Directions for this task
Restate the data exactly, with nothing altered.

(Saved data entries)
········

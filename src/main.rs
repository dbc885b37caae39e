fn main() {
    if let Err(err) = fallwatch_lib::run() {
        eprintln!("error: {err:#}");
        std::process::exit(1);
    }
}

········

Written answer
filename src/main.rs
repository dbc885b37caae39e
fn main() {
    if let Err(err) = fallwatch_lib::run() {
        eprintln!("error: {err:#}");
        std::process::exit(1);
    }
}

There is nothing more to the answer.